There’s no adventure quite like setting off toward destinations unknown on your own four wheels.

We've offered  practical tips on getting prepared for your pilgrimage in a previous article. They’re good ones—but let’s also dig down below the surface and talk about what’s really critical for road-trip success.

Back in the late ‘90s husband, Mike, and I drove from Pennsylvania to California, down the coast and back in less than two weeks. During this time, we hiked the Badlands, biked Lake Tahoe and sipped in Napa Valley.

Since then, we’ve also driven to (or from) south Florida in a day, with kids ranging from toddlers to teenagers. Tasty snacks (always Twizzlers, never Red Vines) and DVDs are a given. But here’s the real deal of how to make ten gazillion hours in the car something you’ll remember fondly rather than a road trip of regret. Throw these babies in the back and you’ll be good to go.

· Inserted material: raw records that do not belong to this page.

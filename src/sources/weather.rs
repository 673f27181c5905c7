//! National Weather Service forecast adapter.
//!
//! Showing invented weather is worse than showing none, so this adapter
//! propagates failures instead of falling back.

use super::{get_text, Adapter, ErrorPolicy};
use crate::model::{DayForecast, WeatherData, WeatherIcon};
use anyhow::{Context, Result};
use chrono::DateTime;
use serde::Deserialize;

const NWS_POINTS: &str = "https://api.weather.gov/points";
const GEO_JSON: &str = "application/geo+json";
/// NWS does not report humidity in the forecast endpoint.
const DEFAULT_HUMIDITY: u8 = 60;
const DEFAULT_WIND_MPH: u32 = 5;

#[derive(Debug, Clone, Copy, PartialEq)]
pub struct Coordinates {
    pub lat: f64,
    pub lon: f64,
}

/// East Falls, Philadelphia.
pub const DEFAULT_COORDINATES: Coordinates = Coordinates {
    lat: 40.0142,
    lon: -75.1839,
};

pub struct WeatherAdapter {
    coordinates: Coordinates,
}

impl WeatherAdapter {
    pub fn new(coordinates: Coordinates) -> Self {
        Self { coordinates }
    }

    /// No geocoder is wired in; every postal code resolves to the
    /// configured coordinates.
    fn coordinates_for(&self, _postal_code: &str) -> Coordinates {
        self.coordinates
    }
}

impl Default for WeatherAdapter {
    fn default() -> Self {
        Self::new(DEFAULT_COORDINATES)
    }
}

#[derive(Debug, Deserialize)]
struct PointsResponse {
    properties: PointsProperties,
}

#[derive(Debug, Deserialize)]
struct PointsProperties {
    forecast: String,
}

#[derive(Debug, Deserialize)]
struct ForecastResponse {
    properties: ForecastProperties,
}

#[derive(Debug, Deserialize)]
struct ForecastProperties {
    periods: Vec<ForecastPeriod>,
}

#[derive(Debug, Deserialize)]
#[serde(rename_all = "camelCase")]
pub(crate) struct ForecastPeriod {
    start_time: String,
    is_daytime: bool,
    temperature: f64,
    wind_speed: String,
    short_forecast: String,
}

impl Adapter for WeatherAdapter {
    type Params = String;
    type Output = WeatherData;

    fn name(&self) -> &'static str {
        "weather"
    }

    fn error_policy(&self) -> ErrorPolicy {
        ErrorPolicy::Propagate
    }

    fn fetch(&self, postal_code: &String) -> Result<WeatherData> {
        let coords = self.coordinates_for(postal_code);
        tracing::debug!(postal_code = %postal_code, lat = coords.lat, lon = coords.lon, "fetching weather");
        let points_url = format!("{NWS_POINTS}/{},{}", coords.lat, coords.lon);
        let points: PointsResponse = serde_json::from_str(&get_text(&points_url, GEO_JSON)?)
            .context("parse weather points response")?;
        let forecast: ForecastResponse =
            serde_json::from_str(&get_text(&points.properties.forecast, GEO_JSON)?)
                .context("parse forecast response")?;
        weather_from_periods(&forecast.properties.periods)
    }
}

pub(crate) fn weather_from_periods(periods: &[ForecastPeriod]) -> Result<WeatherData> {
    let current = periods.first().context("forecast has no periods")?;
    let forecast = periods
        .iter()
        .filter(|p| p.is_daytime)
        .take(7)
        .enumerate()
        .map(|(idx, p)| {
            let (day, full_day) = if idx == 0 {
                ("Today".to_string(), "Today".to_string())
            } else {
                weekday_names(&p.start_time)
            };
            let temp = p.temperature.round() as i32;
            DayForecast {
                day,
                full_day: Some(full_day),
                condition: p.short_forecast.clone(),
                icon: WeatherIcon::from_description(&p.short_forecast),
                high: temp,
                low: temp,
            }
        })
        .collect();
    let temperature = current.temperature.round() as i32;
    Ok(WeatherData {
        temperature,
        condition: current.short_forecast.clone(),
        icon: WeatherIcon::from_description(&current.short_forecast),
        feels_like: temperature,
        humidity: DEFAULT_HUMIDITY,
        wind_speed: parse_wind_speed(&current.wind_speed),
        forecast,
    })
}

fn weekday_names(start_time: &str) -> (String, String) {
    match DateTime::parse_from_rfc3339(start_time) {
        Ok(dt) => (dt.format("%a").to_string(), dt.format("%A").to_string()),
        Err(_) => (start_time.to_string(), start_time.to_string()),
    }
}

/// "10 to 15 mph" -> 10.
fn parse_wind_speed(raw: &str) -> u32 {
    raw.split_whitespace()
        .next()
        .and_then(|n| n.parse().ok())
        .filter(|n| *n > 0)
        .unwrap_or(DEFAULT_WIND_MPH)
}
use crate::dashboard::config::{DashboardConfig, WidgetWidth};
use eframe::egui::{Pos2, Rect};

/// One visible widget on the dashboard. Its position is its index in
/// [`DashboardLayout::entries`].
#[derive(Debug, Clone, PartialEq, Eq)]
pub struct WidgetEntry {
    pub key: String,
    pub width: WidgetWidth,
}

impl WidgetEntry {
    pub fn new(key: impl Into<String>, width: WidgetWidth) -> Self {
        Self {
            key: key.into(),
            width,
        }
    }
}

/// Ordered set of visible widgets for the current session.
///
/// Keys are unique. Presence in the list means the widget is shown; `hide`
/// removes it for the rest of the session. None of the mutations can fail:
/// an unknown key is ignored.
#[derive(Debug, Clone, Default, PartialEq, Eq)]
pub struct DashboardLayout {
    entries: Vec<WidgetEntry>,
}

impl DashboardLayout {
    /// Build a layout from entries, keeping the first occurrence of each key.
    pub fn new(entries: impl IntoIterator<Item = WidgetEntry>) -> Self {
        let mut layout = Self::default();
        for entry in entries {
            if layout.contains(&entry.key) {
                tracing::warn!(widget = %entry.key, "duplicate dashboard widget dropped");
                continue;
            }
            layout.entries.push(entry);
        }
        layout
    }

    /// Layout of `keys` in order, all at half width.
    pub fn from_keys<S: AsRef<str>>(keys: &[S]) -> Self {
        Self::new(
            keys.iter()
                .map(|k| WidgetEntry::new(k.as_ref(), WidgetWidth::Half)),
        )
    }

    pub fn from_config(cfg: &DashboardConfig) -> Self {
        Self::new(
            cfg.widgets
                .iter()
                .map(|slot| WidgetEntry::new(slot.key.clone(), slot.width)),
        )
    }

    pub fn entries(&self) -> &[WidgetEntry] {
        &self.entries
    }

    pub fn keys(&self) -> Vec<&str> {
        self.entries.iter().map(|e| e.key.as_str()).collect()
    }

    pub fn len(&self) -> usize {
        self.entries.len()
    }

    pub fn is_empty(&self) -> bool {
        self.entries.is_empty()
    }

    pub fn contains(&self, key: &str) -> bool {
        self.position(key).is_some()
    }

    pub fn width_of(&self, key: &str) -> Option<WidgetWidth> {
        self.entries.iter().find(|e| e.key == key).map(|e| e.width)
    }

    fn position(&self, key: &str) -> Option<usize> {
        self.entries.iter().position(|e| e.key == key)
    }

    pub fn move_to_top(&mut self, key: &str) {
        let Some(idx) = self.position(key) else {
            tracing::debug!(widget = key, "move_to_top ignored for unknown widget");
            return;
        };
        let entry = self.entries.remove(idx);
        self.entries.insert(0, entry);
    }

    pub fn move_to_bottom(&mut self, key: &str) {
        let Some(idx) = self.position(key) else {
            tracing::debug!(widget = key, "move_to_bottom ignored for unknown widget");
            return;
        };
        let entry = self.entries.remove(idx);
        self.entries.push(entry);
    }

    pub fn toggle_width(&mut self, key: &str) {
        if let Some(entry) = self.entries.iter_mut().find(|e| e.key == key) {
            entry.width = entry.width.toggled();
        }
    }

    /// Remove `key` for the rest of the session. Returns whether it was shown.
    pub fn hide(&mut self, key: &str) -> bool {
        let before = self.entries.len();
        self.entries.retain(|e| e.key != key);
        before != self.entries.len()
    }

    /// Move `dragged` to the index currently held by `target`.
    ///
    /// Dragging downwards lands after the target, dragging upwards lands
    /// before it. Dropping onto itself or naming an absent key is a no-op.
    pub fn reorder(&mut self, dragged: &str, target: &str) {
        if dragged == target {
            return;
        }
        let (Some(from), Some(to)) = (self.position(dragged), self.position(target)) else {
            tracing::debug!(dragged, target, "reorder ignored for unknown widget");
            return;
        };
        let entry = self.entries.remove(from);
        self.entries.insert(to, entry);
    }
}

/// Grid cell assigned to an entry by [`place_entries`].
#[derive(Debug, Clone, PartialEq, Eq)]
pub struct Placement {
    pub key: String,
    pub row: usize,
    pub col: usize,
    pub col_span: usize,
}

/// Flow entries row-major into a grid of `columns` columns.
///
/// Half entries take one column. Full entries span every column; if the
/// current row already holds something they start on the next row, leaving
/// the remainder of that row empty.
pub fn place_entries(entries: &[WidgetEntry], columns: usize) -> Vec<Placement> {
    let columns = columns.max(1);
    let mut placements = Vec::with_capacity(entries.len());
    let mut row = 0;
    let mut col = 0;
    for entry in entries {
        match entry.width {
            WidgetWidth::Full => {
                if col != 0 {
                    row += 1;
                    col = 0;
                }
                placements.push(Placement {
                    key: entry.key.clone(),
                    row,
                    col: 0,
                    col_span: columns,
                });
                row += 1;
            }
            WidgetWidth::Half => {
                placements.push(Placement {
                    key: entry.key.clone(),
                    row,
                    col,
                    col_span: 1,
                });
                col += 1;
                if col == columns {
                    row += 1;
                    col = 0;
                }
            }
        }
    }
    placements
}

/// Closest-center drop resolution: the candidate whose rectangle centre is
/// nearest `pointer` wins. Ties keep the earlier candidate.
pub fn closest_center<'a>(pointer: Pos2, candidates: &'a [(String, Rect)]) -> Option<&'a str> {
    candidates
        .iter()
        .map(|(key, rect)| (key.as_str(), rect.center().distance_sq(pointer)))
        .fold(None, |best: Option<(&str, f32)>, (key, dist)| match best {
            Some((_, best_dist)) if best_dist <= dist => best,
            _ => Some((key, dist)),
        })
        .map(|(key, _)| key)
}

#[cfg(test)]
mod tests {
    use super::*;
    use eframe::egui::{pos2, vec2};

    fn keys(layout: &DashboardLayout) -> Vec<&str> {
        layout.keys()
    }

    #[test]
    fn move_to_bottom_scenario() {
        let mut layout = DashboardLayout::from_keys(&["weather", "system", "events"]);
        layout.move_to_bottom("weather");
        assert_eq!(keys(&layout), vec!["system", "events", "weather"]);
    }

    #[test]
    fn move_to_top_of_first_entry_is_identity() {
        let mut layout = DashboardLayout::from_keys(&["a", "b", "c"]);
        let before = layout.clone();
        layout.move_to_top("a");
        assert_eq!(layout, before);
    }

    #[test]
    fn hide_is_terminal() {
        let mut layout = DashboardLayout::from_keys(&["a", "b", "c"]);
        assert!(layout.hide("b"));
        assert_eq!(keys(&layout), vec!["a", "c"]);
        layout.move_to_top("b");
        layout.move_to_bottom("b");
        layout.toggle_width("b");
        layout.reorder("b", "a");
        assert_eq!(keys(&layout), vec!["a", "c"]);
        assert!(!layout.contains("b"));
        assert!(!layout.hide("b"));
    }

    #[test]
    fn toggle_width_twice_restores() {
        let mut layout = DashboardLayout::from_keys(&["a", "b", "c"]);
        layout.toggle_width("b");
        assert_eq!(layout.width_of("b"), Some(WidgetWidth::Full));
        assert_eq!(keys(&layout), vec!["a", "b", "c"]);
        layout.toggle_width("b");
        assert_eq!(layout.width_of("b"), Some(WidgetWidth::Half));
        assert_eq!(keys(&layout), vec!["a", "b", "c"]);
    }

    #[test]
    fn reorder_moves_to_target_index() {
        let mut layout = DashboardLayout::from_keys(&["a", "b", "c", "d"]);
        layout.reorder("a", "c");
        assert_eq!(keys(&layout), vec!["b", "c", "a", "d"]);
        layout.reorder("d", "b");
        assert_eq!(keys(&layout), vec!["d", "b", "c", "a"]);
    }

    #[test]
    fn reorder_onto_self_or_unknown_is_noop() {
        let mut layout = DashboardLayout::from_keys(&["a", "b", "c"]);
        layout.reorder("b", "b");
        layout.reorder("x", "a");
        layout.reorder("a", "x");
        assert_eq!(keys(&layout), vec!["a", "b", "c"]);
    }

    #[test]
    fn construction_drops_duplicate_keys() {
        let layout = DashboardLayout::from_keys(&["a", "b", "a", "c", "b"]);
        assert_eq!(keys(&layout), vec!["a", "b", "c"]);
    }

    #[test]
    fn keys_stay_unique_under_mixed_operations() {
        let mut layout = DashboardLayout::from_keys(&["a", "b", "c", "d", "e"]);
        let ops: &[(&str, &str)] = &[
            ("top", "c"),
            ("drag", "a:e"),
            ("bottom", "c"),
            ("hide", "d"),
            ("drag", "e:b"),
            ("top", "d"),
            ("drag", "c:c"),
            ("bottom", "b"),
        ];
        for (op, arg) in ops {
            match *op {
                "top" => layout.move_to_top(arg),
                "bottom" => layout.move_to_bottom(arg),
                "hide" => {
                    layout.hide(arg);
                }
                "drag" => {
                    let (from, to) = arg.split_once(':').unwrap();
                    layout.reorder(from, to);
                }
                _ => unreachable!(),
            }
            let mut seen = std::collections::HashSet::new();
            assert!(layout.keys().iter().all(|k| seen.insert(*k)));
        }
        assert_eq!(layout.len(), 4);
        assert!(!layout.contains("d"));
    }

    #[test]
    fn full_entries_span_a_row_of_their_own() {
        let layout = DashboardLayout::new(vec![
            WidgetEntry::new("a", WidgetWidth::Half),
            WidgetEntry::new("b", WidgetWidth::Full),
            WidgetEntry::new("c", WidgetWidth::Half),
            WidgetEntry::new("d", WidgetWidth::Half),
            WidgetEntry::new("e", WidgetWidth::Half),
        ]);
        let placed = place_entries(layout.entries(), 2);
        let cells: Vec<(&str, usize, usize, usize)> = placed
            .iter()
            .map(|p| (p.key.as_str(), p.row, p.col, p.col_span))
            .collect();
        assert_eq!(
            cells,
            vec![
                ("a", 0, 0, 1),
                ("b", 1, 0, 2),
                ("c", 2, 0, 1),
                ("d", 2, 1, 1),
                ("e", 3, 0, 1),
            ]
        );
    }

    #[test]
    fn single_column_places_everything_in_its_own_row() {
        let layout = DashboardLayout::from_keys(&["a", "b"]);
        let placed = place_entries(layout.entries(), 0);
        assert_eq!(placed[0].row, 0);
        assert_eq!(placed[1].row, 1);
        assert!(placed.iter().all(|p| p.col == 0 && p.col_span == 1));
    }

    #[test]
    fn closest_center_picks_nearest_card() {
        let cards = vec![
            ("a".to_string(), Rect::from_min_size(pos2(0.0, 0.0), vec2(100.0, 100.0))),
            ("b".to_string(), Rect::from_min_size(pos2(110.0, 0.0), vec2(100.0, 100.0))),
            ("c".to_string(), Rect::from_min_size(pos2(0.0, 110.0), vec2(210.0, 100.0))),
        ];
        assert_eq!(closest_center(pos2(150.0, 40.0), &cards), Some("b"));
        assert_eq!(closest_center(pos2(120.0, 180.0), &cards), Some("c"));
        assert_eq!(closest_center(pos2(0.0, 0.0), &[]), None);
    }
}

  • Actual maps: Okay, these aren’t mandatory with apps and GPS systems. But doesn’t it just feel more like a road trip with a big fat map on your lap? (Also, think of how glad you’ll be if you lose your phone or run out of juice.)
  • A box of baking soda: Someone always takes their shoes off. And sneakers that seemed perfectly fine at home are rendered high-powered stink bombs in a confined vehicle. Shaking a sprinkle into those puppies will help keep the driver from veering off track in gagging, silent-shrieking repulsion. It also helps if you keep:
  • A healthy sense of skepticism, and well…a little faith: Husband Mike claims to have met Chuck Woolery in the parking lot of the EconoLodge in Shamrock, Texas (population: 2,028). You remember Chuck Woolery? The longtime game show host who said, “We’ll be back in two [minutes] and two [seconds],” with every fade to commercial?Long story short—in which the long story involves a flashlight-lit hotel receipt signature, an email exchange with Chuck’s daughter’s childhood friend and a DVR paused on short-lived prime-time game show Greed to zoom in on his pinky ring— we’re pretty sure it actually was Chuck Woolery. Turns out you never know who you’re going to meet on a road trip.
  • An off-roading spirit: Whether you’re looking to lose your breath at the Grand Canyon or to make magic at Disney, always remember that the journey is just as important as the destination. And the places along the way may be as great as—or maybe even better than—the goal. Stop by the Corn Palace in Mitchell, South Dakota, to admire large-scale themed crop art. Crane your neck at the tallest totem pole east of the Rockies in Abingdon, Illinois. Take in a field of giant corn cobs, featuring 109 people-sized ears of concrete corn, in Dublin, Ohio. (Is it just me, or do quirky roadside attractions seem to be heavy on the corn?)

And with that, get moving. Just don’t forget the baking soda.